Songsee — OpenClaw Skill
Generate spectrograms and feature-panel visualizations from audio files.
What This Skill Does
The Songsee skill gives your OpenClaw agent the ability to generate spectrograms and multi-panel audio visualizations from any audio file. It wraps the songsee CLI, which supports nine visualization types: standard spectrogram, mel spectrogram, chroma, HPSS (harmonic-percussive source separation), self-similarity matrix, loudness curve, tempogram, MFCC, and spectral flux.
You can render a single visualization panel or combine multiple into a grid layout for comprehensive audio analysis. The tool supports time-slicing to focus on specific segments, customizable color palettes (classic, magma, inferno, viridis, gray), adjustable FFT parameters, and configurable output dimensions. WAV and MP3 files are decoded natively, while other formats use ffmpeg if available.
This is particularly useful for music production, audio engineering, podcast analysis, and any workflow where you need a visual representation of audio content. Output is saved as JPG or PNG and can be piped from stdin for integration into larger audio processing pipelines.
Example Prompts
Generate a spectrogram of this podcast episode so I can see where the conversation gets loud
Create a multi-panel visualization of track.mp3 showing spectrogram, mel, chroma, and loudness
Show me the frequency content of the first 30 seconds of this audio file
Visualize the tempo changes in this song using a tempogram
Generate a self-similarity matrix for this audio to help me find repeated sections
Create a spectrogram of the intro from 0 to 8 seconds using the magma color palette
Show me the MFCC features for this voice recording to check audio quality
Requirements
Binary dependency: songsee must be installed and available in PATH.
- Install via Homebrew:
brew install steipete/tap/songsee - Optional:
ffmpegfor non-WAV/MP3 audio format support
Setup on KiwiClaw
Songsee is pre-installed on all KiwiClaw plans. Upload or reference an audio file and ask your agent to generate a visualization -- no installation or configuration required. Manage your agent's skills from the KiwiClaw dashboard.
Setup Self-Hosted
- Install songsee via Homebrew:
brew install steipete/tap/songsee - Optionally install ffmpeg for broader format support:
brew install ffmpeg - Verify installation:
songsee --version - The skill activates automatically when your agent needs to visualize audio
Related Skills
- Video Frames -- extract visual frames from video files for analysis
- Sherpa-ONNX TTS -- generate audio that you can then visualize with Songsee
- Sag -- create TTS audio with ElevenLabs, then inspect with Songsee
- SonosCLI -- play the audio you are analyzing on Sonos speakers
FAQ
What audio formats does Songsee support?
Songsee natively decodes WAV and MP3 files. For other audio formats like FLAC, OGG, or AAC, it uses ffmpeg if available on the system. Output visualizations can be saved as JPG or PNG.

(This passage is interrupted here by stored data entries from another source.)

use std::sync::Mutex;

use crate::types::LaneDecisionRecord;

/// Append-only audit trail of lane decisions made in this process.
pub trait DecisionLedger: Send + Sync {
    fn append(&self, record: LaneDecisionRecord);
    fn entries(&self) -> Vec<LaneDecisionRecord>;

    fn len(&self) -> usize {
        self.entries().len()
    }

    fn is_empty(&self) -> bool {
        self.len() == 0
    }
}

#[derive(Default)]
pub struct InMemoryLedger {
    entries: Mutex<Vec<LaneDecisionRecord>>,
}

impl InMemoryLedger {
    pub fn new() -> Self {
        Self::default()
    }
}

impl DecisionLedger for InMemoryLedger {
    fn append(&self, record: LaneDecisionRecord) {
        self.entries
            .lock()
            .unwrap_or_else(|e| e.into_inner())
            .push(record);
    }

    fn entries(&self) -> Vec<LaneDecisionRecord> {
        self.entries
            .lock()
            .unwrap_or_else(|e| e.into_inner())
            .clone()
    }

    fn len(&self) -> usize {
        self.entries.lock().unwrap_or_else(|e| e.into_inner()).len()
    }
}

#[cfg(test)]
mod tests {
    use super::*;
    use crate::types::{Lane, LaneDecision};

    #[test]
    fn keeps_insertion_order() {
        let ledger = InMemoryLedger::new();
        assert!(ledger.is_empty());
        for (i, lane) in [Lane::Quick, Lane::Complex].into_iter().enumerate() {
            ledger.append(LaneDecisionRecord {
                decision: LaneDecision::new(lane, 0.5, "r"),
                user_message: format!("msg {i}"),
                recorded_at: chrono::Utc::now(),
            });
        }
        let entries = ledger.entries();
        assert_eq!(ledger.len(), 2);
        assert_eq!(entries[0].decision.lane, Lane::Quick);
        assert_eq!(entries[1].user_message, "msg 1");
    }
}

What types of visualizations can Songsee generate?
Songsee supports nine visualization types: spectrogram, mel spectrogram, chroma, HPSS (harmonic-percussive separation), self-similarity, loudness, tempogram, MFCC, and spectral flux. You can render a single panel or combine multiple into a grid using the --viz flag.
Can I visualize just a portion of an audio file?
Yes. Use the --start and --duration flags to specify a time slice. For example, --start 12.5 --duration 8 will visualize only eight seconds starting at the 12.5 second mark.
Does Songsee work with audio from stdin?
Yes. You can pipe audio data through stdin using the dash syntax: cat track.mp3 | songsee - --format png -o out.png. This is useful for processing audio from other tools in a pipeline.